→ Problem details:
Write each line word for word, from the line that contains "bare tag name." through the last line of the material below.

===============

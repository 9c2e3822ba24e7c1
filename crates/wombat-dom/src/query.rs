//! Tag-name element lookup.
//!
//! Only the two simplest selector forms are understood: `*` (or an empty
//! selector) matching every element, and a bare tag name.

use crate::{DomTree, NodeId};

/// All elements under `root` (inclusive) in tree order that match `selector`.
///
/// Template contents are searched after the template's own children.
#[must_use]
pub fn query(tree: &DomTree, root: NodeId, selector: &str) -> Vec<NodeId> {
    let selector = selector.trim();
    let wanted = (!selector.is_empty() && selector != "*").then(|| selector.to_ascii_lowercase());

    let mut out = Vec::new();
    collect(tree, root, wanted.as_deref(), &mut out);
    out
}

fn collect(tree: &DomTree, id: NodeId, wanted: Option<&str>, out: &mut Vec<NodeId>) {
    if let Some(element) = tree.as_element(id)
        && wanted.is_none_or(|name| element.tag_name.eq_ignore_ascii_case(name))
    {
        out.push(id);
    }
    for &child in tree.children(id) {
        collect(tree, child, wanted, out);
    }
    if let Some(contents) = tree.template_contents(id) {
        collect(tree, contents, wanted, out);
    }
}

===============

→ Answer section:
//! selector) matching every element, and a bare tag name.

use crate::{DomTree, NodeId};

/// All elements under `root` (inclusive) in tree order that match `selector`.
///
/// Template contents are searched after the template's own children.
#[must_use]
pub fn query(tree: &DomTree, root: NodeId, selector: &str) -> Vec<NodeId> {
    let selector = selector.trim();
    let wanted = (!selector.is_empty() && selector != "*").then(|| selector.to_ascii_lowercase());

    let mut out = Vec::new();
    collect(tree, root, wanted.as_deref(), &mut out);
    out
}

fn collect(tree: &DomTree, id: NodeId, wanted: Option<&str>, out: &mut Vec<NodeId>) {
    if let Some(element) = tree.as_element(id)
        && wanted.is_none_or(|name| element.tag_name.eq_ignore_ascii_case(name))
    {
        out.push(id);
    }
    for &child in tree.children(id) {
        collect(tree, child, wanted, out);
    }
    if let Some(contents) = tree.template_contents(id) {
        collect(tree, contents, wanted, out);
    }
}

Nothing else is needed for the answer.